WHAT is the big damn deal?? SO WHAT if someone was late for your wedding, sh!t happens! Also people are entitled to leave early if they wish. This is the dumbest thing I have ever heard of someone being upset about for SO LONG. Your wife needs pull her head out of her a$$ and grow up, and YOU need to stop engaging with her over this! LET IT GO.

Besides, its the MARRIAGE that is important, not the wedding day.


----------



## growtogether (Feb 27, 2012)

We all make choice in our life, and your wife is making a choice to react that way. She can decide the way she reacts. 
Just ask her some questions like this:
-Why do you let this person affect your happiness?
-Do you believe that you create your own happiness or do you think other are responsible for it?
- We cannot change what happen during that day, so what can you do to be able to enjoy this memory?
- How important is for you to stay together? So if it's so important for you, how can you see yourself being more happier/positive ?

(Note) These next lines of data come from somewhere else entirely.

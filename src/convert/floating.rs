//! Floating point and decimal targets
//!
//! Same flow as the integer family. Text defaults to float style with
//! thousands separators; decimal coercion uses number style (no exponent).
//! `f32` and `decimal` failures read "invalid conversion", `f64` failures
//! read "value is not a number".

use rust_decimal::prelude::FromPrimitive;
use rust_decimal::Decimal;
use std::str::FromStr;

use crate::policy::{Culture, NumberStyles};
use crate::types::{TypeTag, TypedValue};

use super::numeric::{NumericConverter, NumericTarget, INVALID_CONVERSION, NOT_A_NUMBER};
use super::numeric_text::{NumberParseError, ParsedNumber};

pub type SingleConverter = NumericConverter<f32>;
pub type DoubleConverter = NumericConverter<f64>;
pub type DecimalConverter = NumericConverter<Decimal>;

/// NaN and the infinities, in the culture's spelling or as `∞`.
fn float_symbol(text: &str, culture: &Culture) -> Option<f64> {
    let text = text.trim();
    let lowered = text.to_lowercase();
    let is = |symbol: &str| lowered == symbol.to_lowercase();
    if is(culture.nan_symbol) {
        Some(f64::NAN)
    } else if is(culture.positive_infinity_symbol) || text == "∞" || text == "+∞" {
        Some(f64::INFINITY)
    } else if is(culture.negative_infinity_symbol) || text == "-∞" {
        Some(f64::NEG_INFINITY)
    } else {
        None
    }
}

impl NumericTarget for f64 {
    const TAG: TypeTag = TypeTag::F64;
    const PARSE_STYLE: NumberStyles = NumberStyles::FLOAT_AND_THOUSANDS;
    const COERCE_STYLE: NumberStyles = NumberStyles::FLOAT_AND_THOUSANDS;
    const FAILURE: &'static str = NOT_A_NUMBER;

    fn type_name() -> &'static str {
        "f64"
    }

    fn zero() -> Self {
        0.0
    }

    fn from_parsed(number: &ParsedNumber) -> Option<Self> {
        number.to_scientific().parse().ok()
    }

    fn from_hex(_bits: u128) -> Result<Self, NumberParseError> {
        Err(NumberParseError::HexNotSupported("f64"))
    }

    fn from_f64(value: f64) -> Option<Self> {
        Some(value)
    }

    fn from_symbol(text: &str, culture: &Culture) -> Option<Self> {
        float_symbol(text, culture)
    }

    fn into_value(self) -> TypedValue {
        TypedValue::F64(self)
    }
}

impl NumericTarget for f32 {
    const TAG: TypeTag = TypeTag::F32;
    const PARSE_STYLE: NumberStyles = NumberStyles::FLOAT_AND_THOUSANDS;
    const COERCE_STYLE: NumberStyles = NumberStyles::FLOAT_AND_THOUSANDS;
    const FAILURE: &'static str = INVALID_CONVERSION;

    fn type_name() -> &'static str {
        "f32"
    }

    fn zero() -> Self {
        0.0
    }

    fn from_parsed(number: &ParsedNumber) -> Option<Self> {
        number.to_scientific().parse().ok()
    }

    fn from_hex(_bits: u128) -> Result<Self, NumberParseError> {
        Err(NumberParseError::HexNotSupported("f32"))
    }

    fn from_f64(value: f64) -> Option<Self> {
        Some(value as f32)
    }

    fn from_symbol(text: &str, culture: &Culture) -> Option<Self> {
        float_symbol(text, culture).map(|v| v as f32)
    }

    fn into_value(self) -> TypedValue {
        TypedValue::F32(self)
    }
}

impl NumericTarget for Decimal {
    const TAG: TypeTag = TypeTag::Decimal;
    const PARSE_STYLE: NumberStyles = NumberStyles::FLOAT_AND_THOUSANDS;
    const COERCE_STYLE: NumberStyles = NumberStyles::NUMBER;
    const FAILURE: &'static str = INVALID_CONVERSION;

    fn type_name() -> &'static str {
        "decimal"
    }

    fn zero() -> Self {
        Decimal::ZERO
    }

    fn from_parsed(number: &ParsedNumber) -> Option<Self> {
        Decimal::from_str(&number.to_plain()?).ok()
    }

    fn from_hex(_bits: u128) -> Result<Self, NumberParseError> {
        Err(NumberParseError::HexNotSupported("decimal"))
    }

    // Go through the shortest round-trip text so 12.3 stays 12.3.
    fn from_f64(value: f64) -> Option<Self> {
        if !value.is_finite() {
            return None;
        }
        Decimal::from_str(&value.to_string())
            .ok()
            .or_else(|| <Decimal as FromPrimitive>::from_f64(value))
    }

    fn into_value(self) -> TypedValue {
        TypedValue::Decimal(self)
    }
}

#[cfg(test)]
mod tests {
    use super::*;
    use crate::convert::Converter;
    use crate::error::ConversionErrorKind;
    use crate::policy::{ConversionPolicy, DE_DE};
    use crate::types::CellValue;

    fn dec(text: &str) -> Decimal {
        Decimal::from_str(text).unwrap()
    }

    #[test]
    fn test_double_text_and_numbers() {
        let policy = ConversionPolicy::default();
        let converter = DoubleConverter::new();
        assert_eq!(
            converter.convert_from_external(&policy, &"1,234.5".into()).unwrap(),
            TypedValue::F64(1234.5)
        );
        assert_eq!(
            converter.convert_from_external(&policy, &"1.5e3".into()).unwrap(),
            TypedValue::F64(1500.0)
        );
        assert_eq!(
            converter.convert_from_external(&policy, &CellValue::Number(0.25)).unwrap(),
            TypedValue::F64(0.25)
        );
        assert_eq!(
            converter.convert_from_external(&policy, &CellValue::Empty).unwrap(),
            TypedValue::F64(0.0)
        );
    }

    #[test]
    fn test_double_symbols() {
        let policy = ConversionPolicy::default();
        let converter = DoubleConverter::new();
        match converter.convert_from_external(&policy, &"NaN".into()).unwrap() {
            TypedValue::F64(v) => assert!(v.is_nan()),
            other => panic!("expected f64, got {:?}", other),
        }
        assert_eq!(
            converter.convert_from_external(&policy, &"-Infinity".into()).unwrap(),
            TypedValue::F64(f64::NEG_INFINITY)
        );
    }

    #[test]
    fn test_double_failure_wording() {
        let policy = ConversionPolicy::default();
        let err = DoubleConverter::new()
            .convert_from_external(&policy, &"abc".into())
            .unwrap_err();
        assert!(err.message().starts_with(NOT_A_NUMBER));

        let err = SingleConverter::new()
            .convert_from_external(&policy, &"abc".into())
            .unwrap_err();
        assert!(err.message().starts_with(INVALID_CONVERSION));
        assert_eq!(err.kind(), ConversionErrorKind::InvalidValue);
    }

    #[test]
    fn test_single_zero_fills_null() {
        let policy = ConversionPolicy::default();
        assert_eq!(
            SingleConverter::new()
                .convert_from_external(&policy, &CellValue::Empty)
                .unwrap(),
            TypedValue::F32(0.0)
        );
    }

    #[test]
    fn test_decimal_from_text_and_double() {
        let policy = ConversionPolicy::default();
        let converter = DecimalConverter::new();
        assert_eq!(
            converter.convert_from_external(&policy, &"12.3".into()).unwrap(),
            TypedValue::Decimal(dec("12.3"))
        );
        assert_eq!(
            converter.convert_from_external(&policy, &CellValue::Number(12.3)).unwrap(),
            TypedValue::Decimal(dec("12.3"))
        );
        assert_eq!(
            converter.convert_from_external(&policy, &"-1e-3".into()).unwrap(),
            TypedValue::Decimal(dec("-0.001"))
        );
    }

    #[test]
    fn test_decimal_culture() {
        let policy = ConversionPolicy::default().with_culture(&DE_DE);
        assert_eq!(
            DecimalConverter::new()
                .convert_from_external(&policy, &"1.234,56".into())
                .unwrap(),
            TypedValue::Decimal(dec("1234.56"))
        );
    }

    #[test]
    fn test_decimal_rejects_hex_and_infinity() {
        let hex = ConversionPolicy::default().with_number_styles(NumberStyles::HEX_NUMBER);
        // hex is unsupported; the default coercion still reads "12" as decimal
        assert_eq!(
            DecimalConverter::new()
                .convert_from_external(&hex, &"12".into())
                .unwrap(),
            TypedValue::Decimal(dec("12"))
        );

        let policy = ConversionPolicy::default();
        let err = DecimalConverter::new()
            .convert_from_external(&policy, &CellValue::Number(f64::INFINITY))
            .unwrap_err();
        assert_eq!(err.kind(), ConversionErrorKind::Overflow);
    }
}
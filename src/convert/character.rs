use crate::error::ConversionResult;
use crate::policy::ConversionPolicy;
use crate::types::{CellValue, TypeTag, TypedValue};

use super::{default_from_external, default_to_external, Converter};

/// Single characters: text that is exactly one character once trimmed.
#[derive(Debug)]
pub struct CharConverter {
    ty: TypeTag,
}

impl CharConverter {
    pub fn new() -> Self {
        Self { ty: TypeTag::Char }
    }
}

impl Default for CharConverter {
    fn default() -> Self {
        Self::new()
    }
}

impl Converter for CharConverter {
    fn converted_type(&self) -> &TypeTag {
        &self.ty
    }

    fn accepts_native_type(&self) -> bool {
        true
    }

    fn convert_to_external(
        &self,
        policy: &ConversionPolicy,
        value: &TypedValue,
    ) -> ConversionResult<CellValue> {
        default_to_external(policy, value)
    }

    fn convert_from_external(
        &self,
        _policy: &ConversionPolicy,
        raw: &CellValue,
    ) -> ConversionResult<TypedValue> {
        if let CellValue::String(text) = raw {
            let mut chars = text.trim().chars();
            if let (Some(c), None) = (chars.next(), chars.next()) {
                return Ok(TypedValue::Char(c));
            }
        }
        default_from_external(&self.ty, raw)
    }
}

#[cfg(test)]
mod tests {
    use super::*;

    #[test]
    fn test_single_character_after_trim() {
        let policy = ConversionPolicy::default();
        let converter = CharConverter::new();
        assert_eq!(
            converter.convert_from_external(&policy, &" x ".into()).unwrap(),
            TypedValue::Char('x')
        );
        assert_eq!(
            converter.convert_from_external(&policy, &"é".into()).unwrap(),
            TypedValue::Char('é')
        );
    }

    #[test]
    fn test_rejects_everything_else() {
        let policy = ConversionPolicy::default();
        let converter = CharConverter::new();
        for raw in [
            CellValue::from("xy"),
            CellValue::from("   "),
            CellValue::Empty,
            CellValue::Number(1.0),
        ] {
            assert!(converter.convert_from_external(&policy, &raw).is_err(), "{:?}", raw);
        }
    }

    #[test]
    fn test_to_external() {
        let policy = ConversionPolicy::default();
        assert_eq!(
            CharConverter::new()
                .convert_to_external(&policy, &TypedValue::Char('z'))
                .unwrap(),
            CellValue::String("z".to_string())
        );
    }
}
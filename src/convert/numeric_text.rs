//! Culture- and style-aware parsing of numeric text.
//!
//! The parser splits text into a sign, a run of decimal digits and a
//! power-of-ten exponent ([`ParsedNumber`]); each numeric target then decides
//! whether that value fits. Hex styles are parsed separately into raw bits.

use thiserror::Error;

use crate::policy::{Culture, NumberStyles};

#[derive(Error, Debug, Clone, PartialEq, Eq)]
pub enum NumberParseError {
    #[error("input string was not in a correct format")]
    Format,

    #[error("value was either too large or too small for {0}")]
    Overflow(&'static str),

    #[error("hexadecimal number styles are not supported for {0}")]
    HexNotSupported(&'static str),
}

/// A decimal number as `digits × 10^exponent`.
///
/// `digits` has no leading or trailing zeros; zero is the empty string.
#[derive(Debug, Clone, PartialEq, Eq)]
pub struct ParsedNumber {
    pub negative: bool,
    pub digits: String,
    pub exponent: i64,
}

// Exponents beyond this are clamped; every target overflows or underflows
// long before.
const EXPONENT_LIMIT: i64 = 100_000;

impl ParsedNumber {
    pub fn is_zero(&self) -> bool {
        self.digits.is_empty()
    }

    /// Exact integral value, `None` if fractional or wider than 128 bits.
    pub fn to_i128(&self) -> Option<i128> {
        if self.is_zero() {
            return Some(0);
        }
        if self.exponent < 0 || self.digits.len() as i64 + self.exponent > 39 {
            return None;
        }
        let mut magnitude: u128 = self.digits.parse().ok()?;
        for _ in 0..self.exponent {
            magnitude = magnitude.checked_mul(10)?;
        }
        let magnitude = i128::try_from(magnitude).ok()?;
        Some(if self.negative { -magnitude } else { magnitude })
    }

    /// Scientific form understood by Rust's float parsers, e.g. `-123e-2`.
    pub fn to_scientific(&self) -> String {
        let sign = if self.negative { "-" } else { "" };
        if self.is_zero() {
            format!("{}0", sign)
        } else {
            format!("{}{}e{}", sign, self.digits, self.exponent)
        }
    }

    /// Positional form, e.g. `-1.23`; `None` when too large to be useful.
    ///
    /// Values with more than 40 leading fractional zeros collapse to zero.
    pub fn to_plain(&self) -> Option<String> {
        if self.is_zero() {
            return Some("0".to_string());
        }
        let sign = if self.negative { "-" } else { "" };
        let len = self.digits.len() as i64;
        if self.exponent >= 0 {
            if len + self.exponent > 40 {
                return None;
            }
            return Some(format!(
                "{}{}{}",
                sign,
                self.digits,
                "0".repeat(self.exponent as usize)
            ));
        }

        let frac_len = -self.exponent;
        if frac_len - len > 40 {
            return Some("0".to_string());
        }
        if len > frac_len {
            let split = (len - frac_len) as usize;
            Some(format!(
                "{}{}.{}",
                sign,
                &self.digits[..split],
                &self.digits[split..]
            ))
        } else {
            Some(format!(
                "{}0.{}{}",
                sign,
                "0".repeat((frac_len - len) as usize),
                self.digits
            ))
        }
    }
}

/// Parse decimal text under `styles` and `culture`.
pub fn parse_decimal(
    text: &str,
    styles: NumberStyles,
    culture: &Culture,
) -> Result<ParsedNumber, NumberParseError> {
    let chars: Vec<char> = text.chars().collect();
    let currency: Vec<char> = culture.currency_symbol.chars().collect();
    let n = chars.len();
    let mut i = 0;

    let mut negative = false;
    let mut signed = false;
    let mut open_paren = false;
    let mut seen_currency = false;

    if styles.contains(NumberStyles::ALLOW_LEADING_WHITE) {
        while i < n && chars[i].is_whitespace() {
            i += 1;
        }
    }

    while i < n {
        let c = chars[i];
        if !signed
            && !open_paren
            && styles.contains(NumberStyles::ALLOW_LEADING_SIGN)
            && (c == culture.negative_sign || c == culture.positive_sign)
        {
            negative = c == culture.negative_sign;
            signed = true;
            i += 1;
        } else if !signed && !open_paren && styles.contains(NumberStyles::ALLOW_PARENTHESES) && c == '(' {
            negative = true;
            open_paren = true;
            i += 1;
        } else if !seen_currency
            && styles.contains(NumberStyles::ALLOW_CURRENCY_SYMBOL)
            && !currency.is_empty()
            && chars[i..].starts_with(&currency)
        {
            seen_currency = true;
            i += currency.len();
        } else if seen_currency
            && !signed
            && !open_paren
            && styles.contains(NumberStyles::ALLOW_LEADING_WHITE)
            && c.is_whitespace()
        {
            i += 1;
        } else {
            break;
        }
    }

    let mut int_digits = String::new();
    let mut frac_digits = String::new();
    let mut seen_digit = false;
    let mut in_fraction = false;
    while i < n {
        let c = chars[i];
        if c.is_ascii_digit() {
            if in_fraction {
                frac_digits.push(c);
            } else {
                int_digits.push(c);
            }
            seen_digit = true;
        } else if !in_fraction
            && styles.contains(NumberStyles::ALLOW_DECIMAL_POINT)
            && c == culture.decimal_separator
        {
            in_fraction = true;
        } else if !in_fraction
            && seen_digit
            && styles.contains(NumberStyles::ALLOW_THOUSANDS)
            && culture.is_group_separator(c)
        {
            // grouping is cosmetic
        } else {
            break;
        }
        i += 1;
    }
    if !seen_digit {
        return Err(NumberParseError::Format);
    }

    let mut exponent: i64 = 0;
    if styles.contains(NumberStyles::ALLOW_EXPONENT) && i < n && (chars[i] == 'e' || chars[i] == 'E') {
        let mut j = i + 1;
        let mut exp_negative = false;
        if j < n && (chars[j] == culture.negative_sign || chars[j] == culture.positive_sign) {
            exp_negative = chars[j] == culture.negative_sign;
            j += 1;
        }
        let start = j;
        while j < n && chars[j].is_ascii_digit() {
            let digit = i64::from(chars[j] as u8 - b'0');
            exponent = (exponent * 10 + digit).min(EXPONENT_LIMIT);
            j += 1;
        }
        if j == start {
            return Err(NumberParseError::Format);
        }
        if exp_negative {
            exponent = -exponent;
        }
        i = j;
    }

    while i < n {
        let c = chars[i];
        if styles.contains(NumberStyles::ALLOW_TRAILING_WHITE) && c.is_whitespace() {
            i += 1;
        } else if !signed
            && !open_paren
            && styles.contains(NumberStyles::ALLOW_TRAILING_SIGN)
            && (c == culture.negative_sign || c == culture.positive_sign)
        {
            negative = c == culture.negative_sign;
            signed = true;
            i += 1;
        } else if open_paren && c == ')' {
            open_paren = false;
            i += 1;
        } else if !seen_currency
            && styles.contains(NumberStyles::ALLOW_CURRENCY_SYMBOL)
            && !currency.is_empty()
            && chars[i..].starts_with(&currency)
        {
            seen_currency = true;
            i += currency.len();
        } else {
            break;
        }
    }
    if i != n || open_paren {
        return Err(NumberParseError::Format);
    }

    let mut digits = int_digits;
    digits.push_str(&frac_digits);
    exponent -= frac_digits.len() as i64;

    let digits = digits.trim_start_matches('0');
    let trimmed = digits.trim_end_matches('0');
    exponent += (digits.len() - trimmed.len()) as i64;

    Ok(ParsedNumber {
        negative,
        exponent: if trimmed.is_empty() { 0 } else { exponent },
        digits: trimmed.to_string(),
    })
}

/// Parse hexadecimal digits (no sign, no `0x` prefix) into raw bits.
pub fn parse_hex(text: &str, styles: NumberStyles) -> Result<u128, NumberParseError> {
    let mut text = text;
    if styles.contains(NumberStyles::ALLOW_LEADING_WHITE) {
        text = text.trim_start();
    }
    if styles.contains(NumberStyles::ALLOW_TRAILING_WHITE) {
        text = text.trim_end();
    }
    if text.is_empty() || !text.chars().all(|c| c.is_ascii_hexdigit()) {
        return Err(NumberParseError::Format);
    }
    let significant = text.trim_start_matches('0');
    if significant.is_empty() {
        return Ok(0);
    }
    if significant.len() > 32 {
        return Err(NumberParseError::Overflow("u128"));
    }
    u128::from_str_radix(significant, 16).map_err(|_| NumberParseError::Format)
}
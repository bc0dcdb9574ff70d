//! CLI command handlers

pub mod commands;

pub use commands::{convert, convert_value, types, ConversionReport, ConvertOptions, RawKind};
//! Policy layering and binding configuration tests

use cellbind::config::BindingConfig;
use cellbind::policy::{ConversionPolicy, DateTimeStyles, NumberStyles, PolicyLayer, DE_DE, FR_FR};
use cellbind::registry::ConverterRegistry;
use cellbind::types::{CellValue, TypedValue};
use cellbind::CellbindError;
use pretty_assertions::assert_eq;
use std::fs;
use tempfile::TempDir;

const BINDING: &str = r##"
defaults:
  culture: de-DE
  boolean_true_values: [ja, yes]
  boolean_false_values: [nein, no]
enums:
  Status:
    variants:
      - { name: Active, value: 1 }
      - { name: Inactive, value: 2 }
maps:
  Invoice:
    defaults:
      number_style: "FLOAT | ALLOW_THOUSANDS"
      date_style: "NO_CURRENT_DATE_DEFAULT"
    columns:
      paid:
        boolean_true_values: ["1"]
        boolean_false_values: ["0", ""]
      amount:
        culture: fr-FR
        number_format: "#,##0.00"
"##;

fn write_binding(dir: &TempDir) -> std::path::PathBuf {
    let path = dir.path().join("binding.yaml");
    fs::write(&path, BINDING).unwrap();
    path
}

// ═══════════════════════════════════════════════════════════════════════════
// LAYER MERGING
// ═══════════════════════════════════════════════════════════════════════════

#[test]
fn test_merge_order_most_specific_wins() {
    let global = PolicyLayer {
        culture: Some("de-DE".into()),
        number_format: Some("0.0".into()),
        ..Default::default()
    };
    let column = PolicyLayer {
        number_format: Some("0.000".into()),
        ..Default::default()
    };
    let policy = ConversionPolicy::merged([&global, &PolicyLayer::default(), &column]).unwrap();
    assert_eq!(policy.culture, &DE_DE);
    assert_eq!(policy.number_format.as_deref(), Some("0.000"));
}

#[test]
fn test_token_lists_never_empty() {
    let layer = PolicyLayer {
        boolean_true_values: Some(vec![]),
        ..Default::default()
    };
    let policy = ConversionPolicy::merged([&layer]).unwrap();
    assert!(!policy.true_values().is_empty());
    assert!(!policy.false_values().is_empty());
}

// ═══════════════════════════════════════════════════════════════════════════
// BINDING CONFIGURATION
// ═══════════════════════════════════════════════════════════════════════════

#[test]
fn test_column_policies_from_file() {
    let dir = TempDir::new().unwrap();
    let config = BindingConfig::from_path(&write_binding(&dir)).unwrap();

    let paid = config.policy_for(Some("Invoice"), Some("paid")).unwrap();
    assert_eq!(paid.culture, &DE_DE);
    assert_eq!(paid.number_styles, Some(NumberStyles::FLOAT | NumberStyles::ALLOW_THOUSANDS));
    assert_eq!(paid.date_styles, DateTimeStyles::NO_CURRENT_DATE_DEFAULT);
    assert_eq!(paid.true_values(), vec!["1"]);

    let amount = config.policy_for(Some("Invoice"), Some("amount")).unwrap();
    assert_eq!(amount.culture, &FR_FR);
    assert_eq!(amount.true_values(), vec!["ja", "yes"]);
}

#[test]
fn test_policies_drive_conversions() {
    let config = BindingConfig::from_yaml_str(BINDING).unwrap();
    let registry = ConverterRegistry::global();

    let paid = config.policy_for(Some("Invoice"), Some("paid")).unwrap();
    let flag = registry.get_converter(&config.resolve_type("bool").unwrap()).unwrap();
    assert_eq!(flag.convert_from_external(&paid, &CellValue::Empty).unwrap(), TypedValue::Bool(false));
    assert_eq!(flag.convert_to_external(&paid, &TypedValue::Bool(true)).unwrap(), CellValue::Number(1.0));

    let global = config.policy_for(None, None).unwrap();
    assert_eq!(flag.convert_from_external(&global, &"Ja".into()).unwrap(), TypedValue::Bool(true));
    assert_eq!(flag.convert_from_external(&global, &"nein".into()).unwrap(), TypedValue::Bool(false));

    let amount = config.policy_for(Some("Invoice"), Some("amount")).unwrap();
    let number = registry.get_converter(&config.resolve_type("double").unwrap()).unwrap();
    assert_eq!(
        number.convert_from_external(&amount, &"1 234,5".into()).unwrap(),
        TypedValue::F64(1234.5)
    );
    assert_eq!(number.display_format(&amount), Some("#,##0.00"));
}

#[test]
fn test_configured_enum_resolves_through_registry() {
    let config = BindingConfig::from_yaml_str(BINDING).unwrap();
    let ty = config.resolve_type("Status?").unwrap();
    let converter = ConverterRegistry::global().get_converter(&ty).unwrap();
    let policy = config.policy_for(None, None).unwrap();

    assert_eq!(converter.convert_from_external(&policy, &"".into()).unwrap(), TypedValue::Null);
    let value = converter.convert_from_external(&policy, &"ACTIVE".into()).unwrap();
    assert_eq!(
        converter.convert_to_external(&policy, &value).unwrap(),
        CellValue::String("Active".into())
    );
}

#[test]
fn test_invalid_configuration_is_reported() {
    let err = BindingConfig::from_yaml_str("defaults: { culture: tlh-KL }").unwrap_err();
    assert!(matches!(err, CellbindError::Config(_)));
    assert!(err.to_string().contains("tlh-KL"));

    let err = BindingConfig::from_yaml_str("maps: [1, 2]").unwrap_err();
    assert!(matches!(err, CellbindError::Yaml(_)));
}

Those are some ideas. I think she needs her eyes to open that life is not that bad and you guys don't need dramas in your life.


----------



## lifeistooshort (Mar 17, 2013)

Well everyone dumped on the wife already so I won't bother with that. There has to be more to this story; has your bf treated your wife well? Does she do little things to let your wife know she had a closeness to you your wife doesn't have? Does she include your wife when she's around or just focus on you? Really think about this; opposite sex best friends can be a touchy thing if not handled properly and women do petty things like that all the time. maybe your wife is acting like a baby, I don't know, but since you'd like to solve this and simply telling your wife to grow up won't solve anything I thought it might be helpful to explore a different angle.
_Posted via Mobile Device_


----------



## lifeistooshort (Mar 17, 2013)

JJG said:


> Tell your wife to read this site. She needs to know what real problems are.
> 
> This is ridiculous.


Sorry, with all due respect I must take issue with this statement. Its not good to minimize anything that bothers someone; by that logic nobody here should complain about anything because people in war torn countries have it much worse. if it's causing trouble it's worth addressing.
_Posted via Mobile Device_


----------



## MPD12 (Mar 27, 2013)

lifeistooshort said:


> Well everyone dumped on the wife already so I won't bother with that. There has to be more to this story; has your bf treated your wife well? Does she do little things to let your wife know she had a closeness to you your wife doesn't have? Does she include your wife when she's around or just focus on you? Really think about this; opposite sex best friends can be a touchy thing if not handled properly and women do petty things like that all the time. maybe your wife is acting like a baby, I don't know, but since you'd like to solve this and simply telling your wife to grow up won't solve anything I thought it might be helpful to explore a different angle.
> _Posted via Mobile Device_



this is my CHILDHOOD best friend... we grew up right across the street, she had a pool and a dog, and fairly well iff parents who took me with them on vacations and concerts... as we grew up we grew apart she was always my sister to me and to my older ststers... my sisters speak to her more now than I do, before I even met my wife I did not talk to my friend very often. my family even knew she had cancer well before I did. I never even called to talk to her during that situation. .. I never called to talk to her on her birthday, I skipped her bday party a few years ago because I did nit feel like dressing up... we were close as children... now not so much... my friend and my wife have only been aroundveach other 3 times... my birthdau the wedding and my nephews birthday... but she never liked her before she even meet her.... I hacve to go but I will come back with why in a few hours...
_Posted via Mobile Device_


----------



## MPD12 (Mar 27, 2013)

ok here is the back story that she says did not contribute... 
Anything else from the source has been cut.